Álvaro Enrigue
Ora mi arrendo, e questo è tutto
Si ignora se verrà tradotto in italiano, ma
esiste un altro e differentissimo racconto dello stesso viaggio narrato da Valeria
Luiselli. Ne è autore Álvaro Enrigue, scrittore messicano di notevole valore ed
ex marito dell’autrice di Archivio dei bambini
perduti, nonché “originale” del padre che, mentre guida, narra ai bambini le
sconfitte degli Apaches Chiricahua e dei loro capi Geronimo e Cochise. In Ahora
me rindo y eso es todo, insolito romanzo storico pubblicato l’anno scorso da
Anagrama, Enrigue unisce il resoconto quasi diaristico di vicende familiari e personali
alla complessa narrazione su una cautiva bianca e sull’ufficiale messicano
che, dopo averla tanto cercata, la lascia libera di fondersi con l’alterità Apache.

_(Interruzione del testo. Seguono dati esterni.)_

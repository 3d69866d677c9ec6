//! Configuration management module
//!
//! Handles loading, saving, and validation of the endpoint configuration
//! the engine issues its transfers against. Test parameters themselves
//! (size, chunk granularity, duration) are driver-supplied per run and are
//! never persisted here.

use std::fs;
use std::path::{Path, PathBuf};

use reqwest::Url;
use serde::{Deserialize, Serialize};

use crate::{ByrateError, Result, APP_NAME, CONFIG_FILE};

/// Endpoint configuration for a measurement engine instance
#[derive(Debug, Clone, Serialize, Deserialize)]
pub struct EndpointConfig {
    /// Base URL of the download endpoint (streams filler bytes)
    pub download_url: String,
    /// Base URL of the upload endpoint (accepts octet-stream payloads)
    pub upload_url: String,
}

impl Default for EndpointConfig {
    fn default() -> Self {
        Self {
            download_url: "http://localhost:14000/download".to_string(),
            upload_url: "http://localhost:14000/upload".to_string(),
        }
    }
}

impl EndpointConfig {
    /// Create a new endpoint configuration with default values
    pub fn new() -> Self {
        Self::default()
    }

    /// Set the download endpoint base URL
    pub fn with_download_url(mut self, url: impl Into<String>) -> Self {
        self.download_url = url.into();
        self
    }

    /// Set the upload endpoint base URL
    pub fn with_upload_url(mut self, url: impl Into<String>) -> Self {
        self.upload_url = url.into();
        self
    }

    /// Validate that both endpoint URLs are well-formed
    pub fn validate(&self) -> Result<()> {
        for (name, url) in [("download", &self.download_url), ("upload", &self.upload_url)] {
            if url.is_empty() {
                return Err(ByrateError::ConfigError(format!(
                    "{} URL must not be empty",
                    name
                )));
            }

            Url::parse(url).map_err(|e| {
                ByrateError::ConfigError(format!("invalid {} URL {}: {}", name, url, e))
            })?;
        }

        Ok(())
    }

    /// Load configuration from the standard config file location
    /// Returns default configuration if the file doesn't exist
    pub fn load() -> Result<Self> {
        let config_path = Self::config_file_path()?;

        if !config_path.exists() {
            return Ok(Self::default());
        }

        Self::load_from(&config_path)
    }

    /// Load configuration from an explicit path
    pub fn load_from(path: &Path) -> Result<Self> {
        let content = fs::read_to_string(path).map_err(|e| {
            ByrateError::ConfigError(format!(
                "Failed to read config file {}: {}",
                path.display(),
                e
            ))
        })?;

        let config: Self = toml::from_str(&content)?;
        config.validate()?;

        Ok(config)
    }

    /// Save configuration to the standard config file location
    pub fn save(&self) -> Result<()> {
        let config_path = Self::config_file_path()?;

        if let Some(parent) = config_path.parent() {
            fs::create_dir_all(parent).map_err(|e| {
                ByrateError::ConfigError(format!(
                    "Failed to create config directory {}: {}",
                    parent.display(),
                    e
                ))
            })?;
        }

        self.save_to(&config_path)
    }

    /// Save configuration to an explicit path
    pub fn save_to(&self, path: &Path) -> Result<()> {
        self.validate()?;

        let content = toml::to_string_pretty(self)?;

        fs::write(path, content).map_err(|e| {
            ByrateError::ConfigError(format!(
                "Failed to write config file {}: {}",
                path.display(),
                e
            ))
        })
    }

    /// Get the standard configuration file path
    /// Uses the platform config dir, e.g. $HOME/.config/byrate/byrate.toml
    pub fn config_file_path() -> Result<PathBuf> {
        let config_dir = dirs::config_dir().ok_or_else(|| {
            ByrateError::ConfigError("Unable to determine config directory".to_string())
        })?;

        Ok(config_dir.join(APP_NAME).join(CONFIG_FILE))
    }
}

#[cfg(test)]
mod tests {
    use super::*;

    #[test]
    fn test_default_config_is_valid() {
        assert!(EndpointConfig::default().validate().is_ok());
    }

    #[test]
    fn test_empty_url_rejected() {
        let config = EndpointConfig::default().with_download_url("");
        assert!(matches!(
            config.validate(),
            Err(ByrateError::ConfigError(_))
        ));
    }

    #[test]
    fn test_malformed_url_rejected() {
        let config = EndpointConfig::default().with_upload_url("not a url");
        assert!(config.validate().is_err());
    }

    #[test]
    fn test_builder_overrides() {
        let config = EndpointConfig::new()
            .with_download_url("https://example.com/down")
            .with_upload_url("https://example.com/up");

        assert_eq!(config.download_url, "https://example.com/down");
        assert_eq!(config.upload_url, "https://example.com/up");
    }

    #[test]
    fn test_toml_round_trip() {
        let dir = tempfile::tempdir().unwrap();
        let path = dir.path().join(CONFIG_FILE);

        let config = EndpointConfig::new()
            .with_download_url("https://speed.example.com/download")
            .with_upload_url("https://speed.example.com/upload");

        config.save_to(&path).unwrap();
        let loaded = EndpointConfig::load_from(&path).unwrap();

        assert_eq!(loaded.download_url, config.download_url);
        assert_eq!(loaded.upload_url, config.upload_url);
    }

    #[test]
    fn test_config_file_path() {
        let path = EndpointConfig::config_file_path().unwrap();
        assert!(path.to_string_lossy().contains("byrate"));
        assert!(path.to_string_lossy().contains(CONFIG_FILE));
    }
}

La lettura parallela di questi due libri così
diversi per stile, intenti e impostazione, eppure curiosamente speculari, consente
di mettere a confronto non solo e non tanto due scritture, ma due modi di porsi
nei confronti di temi come l’identità, la migrazione, il colonialismo, il razzismo,
il progetto neoliberista che prevede la cancellazione degli “inutili”. Mentre Luiselli
– che, in bilico tra mondi diversi, sembra optare per un’identità culturalmente
e linguisticamente fluida e composita – trascina il lettore nella perpetua evoluzione
di un presente instabile, senza interrogarsi sulle cause ma rappresentandone magistralmente
gli effetti, Enrigue (due volte desterrado, in quanto figlio di un’esule
catalana in Messico) pur consapevole dei privilegi che gli assicura la sua situazione
di intellettuale espatriato, continua a percepirsi come migrante, si azzarda a rivendicare
la propria “messicanità” e, mettendo in scena la migrazione forzata di una tribù
a lungo indomabile, scava nel passato per
decifrare il presente con gli strumenti di un immaginario indubbiamente politico.